Now when you execute mystuff-backup.sh, all of /home/you/mystuff’s permissions will be restored. Easy.

There is one security caveat you should keep in mind. The resultant script will contain the names of all the files and subdirectories in the directory tree. The upshot is that anyone who has read access to the script will be able to see this information. If this is a problem, you should adjust the script’s permissions accordingly.

The script itself is pretty straight forward. On line 4, we tell a relative path from an absolute path by seeing if it’s prefixed with a forward slash. If it is, then it’s absolute. If it isn’t, then it’s relative. We’ll need this information later to build the absolute path to all the files. The next step is to loop through the files, which is a bit tricky. On line 28, we need to pipe the output of find to a while read because the more intuitive for loop construct doesn’t handle spaces and newlines in filenames properly (of course, anyone who puts newlines in a filename needs to be thrown into the sarlacc). In fact, you may just want to memorize that line, as it’s a common problem with a far from obvious solution. Finally, on line 30 and 31, we read the file’s permission and owners with stat, which is a handy command that, among other things, outputs file information in a user definable format.

So there you have it. Download the script here. Now go forth and make this a cron job.

The First Spellchecker (in 6 Lines)

I recently came across this gem in a book called Classic Shell Scripting. According to the authors, it’s a modern port of the first spellchecker. The original version was written by Steve Johnson, and was then translated into the form you see here by Kernighan and Plauger. I assume the translation was necessary because the syntax of the original isn’t compatible with modern shells. Without further ado, here it is:

cat filename | 
  tr A-Z a-z | 
    tr -c a-z '\n' | 
      sort | 
        uniq | 
          comm -13 dictionary_file -

It’s a spellchecker, which, at 115 characters, fits within a tweet! Imagine that! To prove to you that it actually works, and to truly appreciate the cleverness of this code, let’s step through it line by line. The first command, ‘cat’, simply reads the file and sends it down the pipe. This is then processed by ‘tr’ which converts all the uppercase characters to lower case. This is again piped to ‘tr’, but this time everything that’s not a lower case character is converted to a newline character. At this point, the original input has been processed down to a list of words separated by newline characters. This list is then sorted alphabetically with the ‘sort’ command, and all the duplicate words are removed with the ‘uniq’ command. Finally, this list of words is compared with a dictionary file.
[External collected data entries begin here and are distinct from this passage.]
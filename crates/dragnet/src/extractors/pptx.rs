//! Presentation (PPTX) extraction.
//!
//! A PPTX package is a zip archive with one XML part per slide under
//! `ppt/slides/`. Slides are visited in ascending slide-number order and
//! shapes (`<p:sp>` subtrees) in document order within a slide; each
//! shape's accumulated `<a:t>` run text is searched as one unit, and the
//! first matching shape ends the search.
use std::fs::File;
use std::io::Read;

use quick_xml::Reader;
use quick_xml::events::Event;
use zip::ZipArchive;

use crate::error::ExtractionError;
use crate::extractors::TextExtractor;
use crate::pattern::KeywordPattern;
use crate::types::ScanTarget;

const SLIDE_PREFIX: &str = "ppt/slides/slide";
const SLIDE_SUFFIX: &str = ".xml";

pub struct PptxExtractor;

impl TextExtractor for PptxExtractor {
    fn name(&self) -> &'static str {
        "pptx"
    }

    fn search(
        &self,
        target: &ScanTarget,
        pattern: &KeywordPattern,
    ) -> Result<Option<String>, ExtractionError> {
        let file = File::open(&target.path)?;
        let mut archive = ZipArchive::new(file)?;

        for name in slide_parts_in_order(&archive) {
            let mut xml = String::new();
            {
                let mut entry = archive.by_name(&name)?;
                let mut bytes = Vec::with_capacity(entry.size() as usize);
                entry.read_to_end(&mut bytes)?;
                xml.push_str(&String::from_utf8_lossy(&bytes));
            }

            if let Some(found) = search_slide_xml(&xml, pattern)? {
                return Ok(Some(found));
            }
        }

        Ok(None)
    }
}

/// Slide part names sorted by slide number, so `slide2` precedes
/// `slide10` regardless of archive entry order.
fn slide_parts_in_order<R: Read + std::io::Seek>(archive: &ZipArchive<R>) -> Vec<String> {
    let mut slides: Vec<(u32, String)> = archive
        .file_names()
        .filter_map(|name| {
            let digits = name.strip_prefix(SLIDE_PREFIX)?.strip_suffix(SLIDE_SUFFIX)?;
            let number: u32 = digits.parse().ok()?;
            Some((number, name.to_owned()))
        })
        .collect();
    slides.sort_by_key(|(number, _)| *number);
    slides.into_iter().map(|(_, name)| name).collect()
}

/// Walk one slide's XML, searching shape by shape.
fn search_slide_xml(
    xml: &str,
    pattern: &KeywordPattern,
) -> Result<Option<String>, ExtractionError> {
    let mut reader = Reader::from_str(xml);

    let mut shape_depth = 0usize;
    let mut in_text_run = false;
    let mut shape_text = String::new();

    loop {
        match reader.read_event() {
            Ok(Event::Start(e)) => match e.local_name().as_ref() {
                b"sp" => shape_depth += 1,
                b"t" if shape_depth > 0 => in_text_run = true,
                _ => {}
            },
            Ok(Event::Text(t)) if in_text_run => {
                shape_text.push_str(&String::from_utf8_lossy(t.as_ref()));
            }
            Ok(Event::End(e)) => match e.local_name().as_ref() {
                b"t" => in_text_run = false,
                // Paragraph boundaries within a shape separate lines.
                b"p" if shape_depth > 0 => shape_text.push('\n'),
                b"sp" => {
                    shape_depth = shape_depth.saturating_sub(1);
                    if shape_depth == 0 {
                        if let Some(found) = pattern.find(&shape_text) {
                            return Ok(Some(found.to_owned()));
                        }
                        shape_text.clear();
                    }
                }
                _ => {}
            },
            Ok(Event::Eof) => break,
            Err(e) => {
                return Err(ExtractionError::parse(format!(
                    "slide XML parsing error: {e}"
                )));
            }
            _ => {}
        }
    }

    Ok(None)
}
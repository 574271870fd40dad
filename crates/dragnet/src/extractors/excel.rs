//! Spreadsheet (XLSX/XLS) extraction.
//!
//! calamine opens both the OOXML and legacy binary formats behind one
//! auto-detecting entry point. Traversal order is sheets in workbook
//! order, then strict column-major within a sheet: column ascending, row
//! ascending within a column. The first matching cell ends the search;
//! later sheets, columns, and rows are never visited.
use std::fmt::Write as FmtWrite;

use calamine::{Data, Range, Reader, open_workbook_auto};

use crate::error::ExtractionError;
use crate::extractors::TextExtractor;
use crate::pattern::KeywordPattern;
use crate::types::ScanTarget;

pub struct ExcelExtractor;

impl TextExtractor for ExcelExtractor {
    fn name(&self) -> &'static str {
        "excel"
    }

    fn search(
        &self,
        target: &ScanTarget,
        pattern: &KeywordPattern,
    ) -> Result<Option<String>, ExtractionError> {
        let mut workbook = open_workbook_auto(&target.path)?;

        for name in workbook.sheet_names() {
            let range = workbook.worksheet_range(&name)?;
            if let Some(found) = search_range(&range, pattern) {
                return Ok(Some(found));
            }
        }

        Ok(None)
    }
}

/// Column-major search over one sheet's used range.
fn search_range(range: &Range<Data>, pattern: &KeywordPattern) -> Option<String> {
    let rows: Vec<&[Data]> = range.rows().collect();
    let mut cell_text = String::new();

    for col in 0..range.width() {
        for row in &rows {
            let Some(cell) = row.get(col) else { continue };
            cell_text.clear();
            append_cell_text(&mut cell_text, cell);
            if let Some(found) = pattern.find(&cell_text) {
                return Some(found.to_owned());
            }
        }
    }

    None
}

/// Coerce one cell to its textual representation.
fn append_cell_text(buffer: &mut String, data: &Data) {
    match data {
        Data::Empty => {}
        Data::String(s) => buffer.push_str(s),
        Data::Float(f) => {
            if f.fract() == 0.0 {
                write!(buffer, "{:.1}", f).unwrap()
            } else {
                write!(buffer, "{}", f).unwrap()
            }
        }
        Data::Int(i) => write!(buffer, "{}", i).unwrap(),
        Data::Bool(b) => buffer.push_str(if *b { "true" } else { "false" }),
        Data::DateTime(dt) => {
            if let Some(datetime) = dt.as_datetime() {
                write!(buffer, "{}", datetime.format("%Y-%m-%d %H:%M:%S")).unwrap()
            } else {
                write!(buffer, "{:?}", dt).unwrap()
            }
        }
        Data::Error(e) => write!(buffer, "#ERR: {:?}", e).unwrap(),
        Data::DateTimeIso(s) => buffer.push_str(s),
        Data::DurationIso(s) => buffer.push_str(s),
    }
}
//! Keyword pattern compilation.
//!
//! A keyword list compiles into one case-insensitive alternation. Each
//! keyword is literal text except `*`, which matches any run of characters
//! on the same line (regex `.*`). All other regex metacharacters are
//! escaped, so `1,000.00` or `a+b` search as written.
use std::path::Path;

use regex::{Regex, RegexBuilder};

use crate::error::{Result, ScanError};

/// Compiled keyword matcher, built once at startup and shared read-only
/// across every target for the lifetime of the scan.
#[derive(Debug, Clone)]
pub struct KeywordPattern {
    regex: Regex,
}

impl KeywordPattern {
    /// Compile a pattern from raw keyword lines.
    ///
    /// Lines are trimmed and blank lines discarded. Yields
    /// [`ScanError::Config`] when no usable keyword remains: that is a
    /// fatal startup condition, not a per-file failure.
    pub fn compile<I, S>(lines: I) -> Result<Self>
    where
        I: IntoIterator<Item = S>,
        S: AsRef<str>,
    {
        let pieces: Vec<String> = lines
            .into_iter()
            .filter_map(|line| {
                let keyword = line.as_ref().trim();
                if keyword.is_empty() {
                    None
                } else {
                    Some(regex::escape(keyword).replace(r"\*", ".*"))
                }
            })
            .collect();

        if pieces.is_empty() {
            return Err(ScanError::config("keyword list is empty"));
        }

        let regex = RegexBuilder::new(&pieces.join("|"))
            .case_insensitive(true)
            .build()
            .map_err(|e| ScanError::config(format!("invalid keyword pattern: {e}")))?;

        Ok(Self { regex })
    }

    /// Compile a pattern from a newline-delimited keyword file.
    ///
    /// The file is decoded lossily: undecodable bytes are ignored rather
    /// than failing the whole list. A missing or unreadable file is a
    /// fatal configuration error.
    pub fn from_file(path: &Path) -> Result<Self> {
        let bytes = std::fs::read(path).map_err(|e| {
            ScanError::config(format!("cannot read keyword file {}: {e}", path.display()))
        })?;
        let text = String::from_utf8_lossy(&bytes);
        Self::compile(text.lines())
    }

    /// Find the first occurrence of any keyword in `text`.
    ///
    /// Returns the matched substring as it appears in the text.
    pub fn find<'t>(&self, text: &'t str) -> Option<&'t str> {
        self.regex.find(text).map(|m| m.as_str())
    }

    /// Whether any keyword occurs in `text`.
    pub fn is_match(&self, text: &str) -> bool {
        self.regex.is_match(text)
    }
}
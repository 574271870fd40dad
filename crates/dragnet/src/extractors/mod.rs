//! Format-specific text extractors.
//!
//! Each extractor knows how to turn one family of file formats into
//! searchable text. Extractors either decode the whole file into a single
//! buffer (word-processing, raw) or search incrementally and stop at the
//! first hit (spreadsheet cells, presentation shapes, PDF pages, database
//! rows). Every failure an extractor can raise is an [`ExtractionError`];
//! the match engine decides containment and fallback, never the extractor.
use crate::error::ExtractionError;
use crate::formats::FormatKind;
use crate::pattern::KeywordPattern;
use crate::types::ScanTarget;

pub mod docx;
pub mod excel;
pub mod pdf;
pub mod pptx;
pub mod raw;
pub mod sqlite;

pub use docx::DocxExtractor;
pub use excel::ExcelExtractor;
pub use pdf::PdfExtractor;
pub use pptx::PptxExtractor;
pub use raw::RawExtractor;
pub use sqlite::SqliteExtractor;

/// Capability implemented by every format family.
pub trait TextExtractor: Send + Sync {
    /// Short name used in log lines.
    fn name(&self) -> &'static str;

    /// Search the target's content, returning the first matched substring.
    ///
    /// `Ok(None)` means the file was read successfully and contains no
    /// match; an error means the file could not be turned into text.
    fn search(
        &self,
        target: &ScanTarget,
        pattern: &KeywordPattern,
    ) -> Result<Option<String>, ExtractionError>;
}

static DOCX: DocxExtractor = DocxExtractor;
static EXCEL: ExcelExtractor = ExcelExtractor;
static PPTX: PptxExtractor = PptxExtractor;
static PDF: PdfExtractor = PdfExtractor;
static SQLITE: SqliteExtractor = SqliteExtractor;
static RAW: RawExtractor = RawExtractor;

/// Look up the structured extractor for a format kind.
///
/// `Raw` has no structured extractor: raw decoding only runs when the
/// engine's fallback conditions hold, so it is reached through [`raw`],
/// never through this table.
pub fn for_kind(kind: FormatKind) -> Option<&'static dyn TextExtractor> {
    match kind {
        FormatKind::WordProcessing => Some(&DOCX),
        FormatKind::Spreadsheet => Some(&EXCEL),
        FormatKind::Presentation => Some(&PPTX),
        FormatKind::Pdf => Some(&PDF),
        FormatKind::Database => Some(&SQLITE),
        FormatKind::Raw => None,
    }
}

/// The raw-bytes extractor used by the engine's fallback stage.
pub fn raw() -> &'static dyn TextExtractor {
    &RAW
}
//! Error types for dragnet.
//!
//! Two tiers of failure exist and must never be confused:
//!
//! - [`ScanError`] is the library-level error. Its `Config` variant is fatal:
//!   the caller is expected to report it and terminate before any scanning
//!   starts (empty keyword list, conflicting mode flags).
//! - [`ExtractionError`] describes a failure while opening, parsing, or
//!   decoding a single file. These are always recoverable: the match engine
//!   contains them per file and the scan continues.
use thiserror::Error;

/// Result type alias using `ScanError`.
pub type Result<T> = std::result::Result<T, ScanError>;

/// Top-level error for scan operations.
#[derive(Debug, Error)]
pub enum ScanError {
    #[error("IO error: {0}")]
    Io(#[from] std::io::Error),

    #[error("Configuration error: {0}")]
    Config(String),

    #[error(transparent)]
    Extraction(#[from] ExtractionError),
}

impl ScanError {
    /// Create a Config error.
    pub fn config<S: Into<String>>(message: S) -> Self {
        Self::Config(message.into())
    }
}

/// Failure raised by a format-specific extractor for a single file.
///
/// The variants declare which conditions are expected: `Parse` covers
/// corrupt or unreadable document structure, `Unsupported` covers
/// containers an extractor refuses to open at all. `Io` carries real
/// filesystem errors unchanged.
#[derive(Debug, Error)]
pub enum ExtractionError {
    #[error("IO error: {0}")]
    Io(#[from] std::io::Error),

    #[error("Parsing error: {message}")]
    Parse {
        message: String,
        #[source]
        source: Option<Box<dyn std::error::Error + Send + Sync>>,
    },

    #[error("Unsupported container: {0}")]
    Unsupported(String),
}

impl ExtractionError {
    /// Create a Parse error.
    pub fn parse<S: Into<String>>(message: S) -> Self {
        Self::Parse {
            message: message.into(),
            source: None,
        }
    }

    /// Create a Parse error with source.
    pub fn parse_with_source<S, E>(message: S, source: E) -> Self
    where
        S: Into<String>,
        E: std::error::Error + Send + Sync + 'static,
    {
        Self::Parse {
            message: message.into(),
            source: Some(Box::new(source)),
        }
    }
}

impl From<calamine::Error> for ExtractionError {
    fn from(err: calamine::Error) -> Self {
        ExtractionError::Parse {
            message: err.to_string(),
            source: Some(Box::new(err)),
        }
    }
}

impl From<lopdf::Error> for ExtractionError {
    fn from(err: lopdf::Error) -> Self {
        ExtractionError::Parse {
            message: err.to_string(),
            source: Some(Box::new(err)),
        }
    }
}

impl From<rusqlite::Error> for ExtractionError {
    fn from(err: rusqlite::Error) -> Self {
        ExtractionError::Parse {
            message: err.to_string(),
            source: Some(Box::new(err)),
        }
    }
}

impl From<zip::result::ZipError> for ExtractionError {
    fn from(err: zip::result::ZipError) -> Self {
        ExtractionError::Parse {
            message: err.to_string(),
            source: Some(Box::new(err)),
        }
    }
}
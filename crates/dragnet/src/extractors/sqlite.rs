//! Embedded-database (SQLite) extraction.
//!
//! The file opens read-only; table names come from the `sqlite_master`
//! catalog in catalog order, and every row of every table is rendered to
//! one line of text and searched. The first matching row ends the search.
//! The connection lives inside this function's scope, so it is released
//! on every exit path, including errors and the early return on a match.
//!
//! Access databases (`accdb`/`mdb`) classify into this family for the
//! size-skip policy but are not SQLite files; the catalog query fails on
//! them and the engine handles that like any other unreadable database.
use rusqlite::{Connection, OpenFlags};
use rusqlite::types::ValueRef;

use crate::error::ExtractionError;
use crate::extractors::TextExtractor;
use crate::pattern::KeywordPattern;
use crate::types::ScanTarget;

pub struct SqliteExtractor;

impl TextExtractor for SqliteExtractor {
    fn name(&self) -> &'static str {
        "sqlite"
    }

    fn search(
        &self,
        target: &ScanTarget,
        pattern: &KeywordPattern,
    ) -> Result<Option<String>, ExtractionError> {
        let conn = Connection::open_with_flags(
            &target.path,
            OpenFlags::SQLITE_OPEN_READ_ONLY | OpenFlags::SQLITE_OPEN_NO_MUTEX,
        )?;

        let tables: Vec<String> = {
            let mut stmt =
                conn.prepare("SELECT name FROM sqlite_master WHERE type = 'table'")?;
            let names = stmt.query_map([], |row| row.get::<_, String>(0))?;
            names.collect::<Result<_, _>>()?
        };

        for table in &tables {
            if let Some(found) = search_table(&conn, table, pattern)? {
                return Ok(Some(found));
            }
        }

        Ok(None)
    }
}

fn search_table(
    conn: &Connection,
    table: &str,
    pattern: &KeywordPattern,
) -> Result<Option<String>, ExtractionError> {
    // Table names come from the catalog, not from user input, but they can
    // still contain quotes and must be escaped as identifiers.
    let quoted = format!("\"{}\"", table.replace('"', "\"\""));
    let mut stmt = conn.prepare(&format!("SELECT * FROM {quoted}"))?;
    let column_count = stmt.column_count();

    let mut rows = stmt.query([])?;
    let mut values = Vec::with_capacity(column_count);

    while let Some(row) = rows.next()? {
        values.clear();
        for index in 0..column_count {
            values.push(value_text(row.get_ref(index)?));
        }
        let line = format!("{values:?}");
        if let Some(found) = pattern.find(&line) {
            return Ok(Some(found.to_owned()));
        }
    }

    Ok(None)
}

/// Textual form of one column value.
///
/// Blobs decode lossily so keyword bytes embedded in binary columns stay
/// searchable.
fn value_text(value: ValueRef<'_>) -> String {
    match value {
        ValueRef::Null => "NULL".to_string(),
        ValueRef::Integer(i) => i.to_string(),
        ValueRef::Real(f) => f.to_string(),
        ValueRef::Text(t) => String::from_utf8_lossy(t).into_owned(),
        ValueRef::Blob(b) => String::from_utf8_lossy(b).into_owned(),
    }
}
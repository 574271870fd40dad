//! Report writers.
//!
//! Both formats open with a UTF-8 byte-order mark so the files load
//! cleanly in the spreadsheet tools common on examiner workstations. A
//! scan with zero matches still writes the report (BOM, and the header
//! row for CSV).
use std::fs::File;
use std::io::{BufWriter, Write};
use std::path::Path;

use crate::error::Result;
use crate::types::MatchRecord;

const BOM: &str = "\u{FEFF}";

/// Selectable report layout.
#[derive(Debug, Clone, Copy, PartialEq, Eq)]
pub enum ReportFormat {
    /// Pipe-delimited text, one `MATCH | keyword | EXT | sha1 | path`
    /// line per record.
    Txt,
    /// CSV with a `Status,Keyword,Extension,SHA1,Path` header row.
    Csv,
}

/// Write all records to `path` in the requested format.
pub fn write_report(path: &Path, format: ReportFormat, records: &[MatchRecord]) -> Result<()> {
    match format {
        ReportFormat::Txt => write_txt(path, records),
        ReportFormat::Csv => write_csv(path, records),
    }
}

fn write_txt(path: &Path, records: &[MatchRecord]) -> Result<()> {
    let mut out = BufWriter::new(File::create(path)?);
    out.write_all(BOM.as_bytes())?;
    for r in records {
        writeln!(
            out,
            "{} | {} | {} | {} | {}",
            r.status, r.keyword, r.extension, r.sha1, r.path
        )?;
    }
    out.flush()?;
    Ok(())
}

fn write_csv(path: &Path, records: &[MatchRecord]) -> Result<()> {
    let mut file = File::create(path)?;
    file.write_all(BOM.as_bytes())?;

    let mut writer = csv::Writer::from_writer(file);
    if records.is_empty() {
        // serialize() derives the header from the first record; with no
        // records the header must be written explicitly.
        writer.write_record(["Status", "Keyword", "Extension", "SHA1", "Path"])
            .map_err(csv_io)?;
    }
    for record in records {
        writer.serialize(record).map_err(csv_io)?;
    }
    writer.flush()?;
    Ok(())
}

fn csv_io(err: csv::Error) -> crate::error::ScanError {
    crate::error::ScanError::Io(std::io::Error::other(err))
}
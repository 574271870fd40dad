//! Dragnet - Keyword Sweep Engine for Evidence Trees
//!
//! Dragnet walks a directory of collected evidence and reports every file
//! whose content matches a keyword list, together with the file's SHA-1.
//! Searchable text is pulled out of Office documents, PDFs, spreadsheets,
//! SQLite databases, and - as a fallback - raw bytes. One corrupt or
//! locked file never aborts a scan: per-file failures are contained and
//! the walk continues.
//!
//! # Quick Start
//!
//! ```rust,no_run
//! use dragnet::{KeywordPattern, ScanMode, Scanner};
//!
//! # fn main() -> dragnet::Result<()> {
//! let pattern = KeywordPattern::compile(["acct*", "invoice"])?;
//! let scanner = Scanner::new(pattern, ScanMode::Normal);
//! let (records, stats) = scanner.scan(std::path::Path::new("/evidence"));
//! println!("{} matches in {} files", stats.matches, stats.files_seen);
//! # Ok(())
//! # }
//! ```
//!
//! # Architecture
//!
//! - **Pattern** (`pattern`): keyword list compiled into one
//!   case-insensitive alternation; `*` is the only wildcard
//! - **Classifier** (`formats`): extension to format-family mapping
//! - **Extractors** (`extractors`): one searchable-text capability per
//!   format family, selected by a lookup table
//! - **Engine** (`engine`): size-skip policy, dispatch, raw fallback,
//!   per-file error containment, record construction
//! - **Driver** (`scan`): deterministic sequential tree walk
//! - **Reports** (`report`): BOM-prefixed text and CSV writers

#![deny(unsafe_code)]

pub mod engine;
pub mod error;
pub mod extractors;
pub mod formats;
pub mod hash;
pub mod pattern;
pub mod report;
pub mod scan;
pub mod types;

pub use error::{ExtractionError, Result, ScanError};
pub use formats::FormatKind;
pub use pattern::KeywordPattern;
pub use report::{ReportFormat, write_report};
pub use scan::{ScanStats, Scanner};
pub use types::{MatchRecord, ScanMode, ScanTarget};
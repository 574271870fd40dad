use std::path::PathBuf;

use anyhow::{Context, Result};
use clap::{Parser, ValueEnum};
use dragnet::{KeywordPattern, ReportFormat, ScanMode, Scanner, write_report};
use tracing::info;

#[derive(Parser, Debug)]
#[command(name = "dragnet", version, about = "Keyword sweep across evidence trees")]
struct Cli {
    /// Evidence directory to scan recursively
    #[arg(short = 'd', long = "dir")]
    dir: PathBuf,

    /// Newline-delimited keyword file; `*` is the only wildcard
    #[arg(short = 'f', long = "keywords")]
    keywords: PathBuf,

    /// Report format
    #[arg(short = 'o', long = "format", value_enum, default_value = "txt")]
    format: OutputFormat,

    /// Report destination
    #[arg(long = "out")]
    out: PathBuf,

    /// Skip PDFs over 10 MB and database files over 20 MB
    #[arg(long, conflicts_with = "deep")]
    fast: bool,

    /// Retry failed or unrecognized files as raw bytes
    #[arg(long)]
    deep: bool,
}

#[derive(ValueEnum, Clone, Copy, Debug)]
enum OutputFormat {
    Txt,
    Csv,
}

impl From<OutputFormat> for ReportFormat {
    fn from(format: OutputFormat) -> Self {
        match format {
            OutputFormat::Txt => ReportFormat::Txt,
            OutputFormat::Csv => ReportFormat::Csv,
        }
    }
}

fn main() -> Result<()> {
    init_tracing();
    let cli = Cli::parse();

    // clap already rejects --fast --deep; this keeps the invariant for
    // the library path and yields the same diagnostic wording everywhere.
    let mode = ScanMode::from_flags(cli.fast, cli.deep)?;
    let pattern = KeywordPattern::from_file(&cli.keywords)
        .context("keyword list could not be compiled")?;

    let search_dir = normalize_launcher_path(&cli.dir);
    let output_file = normalize_launcher_path(&cli.out);

    println!("[*] Scanning under: {}", search_dir.display());
    info!(dir = %search_dir.display(), ?mode, "scan starting");

    let scanner = Scanner::new(pattern, mode);
    let (records, stats) = scanner.scan_with(&search_dir, |record| {
        println!(
            "MATCH | {:<12} | {:<5} | {}",
            record.keyword, record.extension, record.path
        );
    });

    write_report(&output_file, cli.format.into(), &records)
        .with_context(|| format!("cannot write report to {}", output_file.display()))?;

    info!(
        files_seen = stats.files_seen,
        matches = stats.matches,
        "scan finished"
    );
    println!("[*] Results saved to: {}", output_file.display());

    Ok(())
}

fn init_tracing() {
    use tracing_subscriber::{EnvFilter, FmtSubscriber};
    let env_filter = EnvFilter::try_from_default_env().unwrap_or_else(|_| EnvFilter::new("warn"));
    let subscriber = FmtSubscriber::builder()
        .with_env_filter(env_filter)
        .with_writer(std::io::stderr)
        .finish();
    let _ = tracing::subscriber::set_global_default(subscriber);
}

/// Evidence-collection launchers hand over paths wrapped in literal
/// quotes, sometimes with a trailing backslash; strip both.
fn normalize_launcher_path(path: &std::path::Path) -> PathBuf {
    let text = path.to_string_lossy();
    let trimmed = text.trim_matches('"').trim_end_matches('\\');
    PathBuf::from(trimmed)
}
//! Streaming file hashing.
//!
//! Reports carry a SHA-1 per matched file, computed over the whole file in
//! fixed-size chunks so memory stays bounded on large evidence. A file
//! that cannot be hashed still produces a record, carrying
//! [`HASH_UNAVAILABLE`] instead of a digest.
use std::fs::File;
use std::io::Read;
use std::path::Path;

use sha1::{Digest, Sha1};

/// Sentinel written in place of a digest when hashing fails.
pub const HASH_UNAVAILABLE: &str = "ERROR_CALCULATING_HASH";

const CHUNK_SIZE: usize = 64 * 1024;

/// SHA-1 of the file contents as a lower-case hex string.
pub fn sha1_hex(path: &Path) -> std::io::Result<String> {
    let mut file = File::open(path)?;
    let mut hasher = Sha1::new();
    let mut buf = vec![0u8; CHUNK_SIZE];

    loop {
        let n = file.read(&mut buf)?;
        if n == 0 {
            break;
        }
        hasher.update(&buf[..n]);
    }

    Ok(format!("{:x}", hasher.finalize()))
}

/// SHA-1 of the file, degrading to the sentinel on any failure.
pub fn sha1_hex_or_sentinel(path: &Path) -> String {
    match sha1_hex(path) {
        Ok(digest) => digest,
        Err(e) => {
            tracing::debug!(path = %path.display(), error = %e, "hashing failed");
            HASH_UNAVAILABLE.to_string()
        }
    }
}
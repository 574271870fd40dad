//! The match engine: one file in, at most one match out.
//!
//! Per file the engine runs a fixed pipeline: fast-mode size check, format
//! classification, a primary structured-extraction attempt, then a
//! conditional raw-bytes retry. Extractor failures never leave this
//! module; a file that cannot be read resolves to no-match (or to the raw
//! retry when the fallback conditions hold) and the scan moves on.
use std::path::Path;

use tracing::debug;

use crate::extractors;
use crate::formats::FormatKind;
use crate::hash;
use crate::pattern::KeywordPattern;
use crate::types::{MatchRecord, ScanMode, ScanTarget};

/// Fast mode skips PDFs larger than this.
pub const PDF_FAST_SKIP_BYTES: u64 = 10 * 1024 * 1024;
/// Fast mode skips database-family files larger than this.
pub const DB_FAST_SKIP_BYTES: u64 = 20 * 1024 * 1024;

/// Resolve one target against the pattern.
///
/// Returns the record for the first match, or `None` for a clean miss, a
/// skipped file, or a contained per-file failure.
pub fn process(
    target: &ScanTarget,
    pattern: &KeywordPattern,
    mode: ScanMode,
) -> Option<MatchRecord> {
    let kind = FormatKind::classify(target.extension.as_deref());

    if mode == ScanMode::Fast && skip_for_size(&target.path, kind) {
        debug!(path = %target.path.display(), "skipped oversized file");
        return None;
    }

    // Stage one: the structured extractor for the classified format.
    let primary = extractors::for_kind(kind).map(|extractor| {
        extractor
            .search(target, pattern)
            .map_err(|e| (extractor.name(), e))
    });

    let found = match primary {
        // A clean structured pass is terminal, matched or not: a
        // recognized format that extracts without error is never retried.
        Some(Ok(found)) => found,
        Some(Err((name, e))) => {
            debug!(
                path = %target.path.display(),
                extractor = name,
                error = %e,
                "extraction failed"
            );
            // Stage two: raw retry, only for deep mode or extension-less
            // files.
            raw_fallback(target, pattern, mode)?
        }
        // No structured extractor applies; same fallback decision.
        None => raw_fallback(target, pattern, mode)?,
    };

    found.map(|keyword| {
        let sha1 = hash::sha1_hex_or_sentinel(&target.path);
        MatchRecord::new(target, keyword, sha1)
    })
}

/// The secondary attempt of the pipeline.
///
/// Returns `None` when the fallback conditions do not hold (the `?` in
/// [`process`] then resolves the whole file to no-match), and
/// `Some(result)` when raw extraction ran.
fn raw_fallback(
    target: &ScanTarget,
    pattern: &KeywordPattern,
    mode: ScanMode,
) -> Option<Option<String>> {
    if mode != ScanMode::Deep && target.extension.is_some() {
        return None;
    }

    match extractors::raw().search(target, pattern) {
        Ok(found) => Some(found),
        Err(e) => {
            debug!(path = %target.path.display(), error = %e, "raw fallback failed");
            Some(None)
        }
    }
}

/// Size policy for fast mode. A failed size check counts as oversized:
/// when in doubt, skip rather than stall on a huge or unreadable file.
fn skip_for_size(path: &Path, kind: FormatKind) -> bool {
    let limit = match kind {
        FormatKind::Pdf => PDF_FAST_SKIP_BYTES,
        FormatKind::Database => DB_FAST_SKIP_BYTES,
        _ => return false,
    };
    std::fs::metadata(path).map(|m| m.len() > limit).unwrap_or(true)
}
Any words that appear in the list, but not in the dictionary, are sent to standard output. The final result is a list of words that appear in your document, but not in the dictionary, and thus are probably misspelled. At this point, you may have noticed a rather serious problem with this script. It doesn’t do a very good job of handling apostrophes. The third line will remove all single quote characters, even if they’re functioning as apostrophes, and replace them with newline characters. One way to fix this is to replace line 3 with the following:

sed -r "s/('$|^'|\W'\b|\b'\W|\W'\W)/ /g" |
  tr -c a-z\' '\n' |

That rather ugly ‘sed’ command will remove all the single quote characters which aren’t in the middle of words, thereby preserving apostrophes, and the new ‘tr’ command will ignore all single quote characters since ‘sed’ has already dealt with them. The end result is that the apostrophe in, for example, foobar's will be preserved but the single quotes at the beginning and end of 'foobar's' will be removed. Another improvement would be to keep it from removing hyphens in compound words, but I’ll leave that as an exercise to the reader. Also, If you need a dictionary file try:

sudo apt-get install wamerican-small

And look under /usr/share/dict/words.

beala@superfly:/usr/share/dict$ wc -l words
50253 words

That’s a lot of words! Try ‘wamerican-insane’ if you want a, well, insane number of words.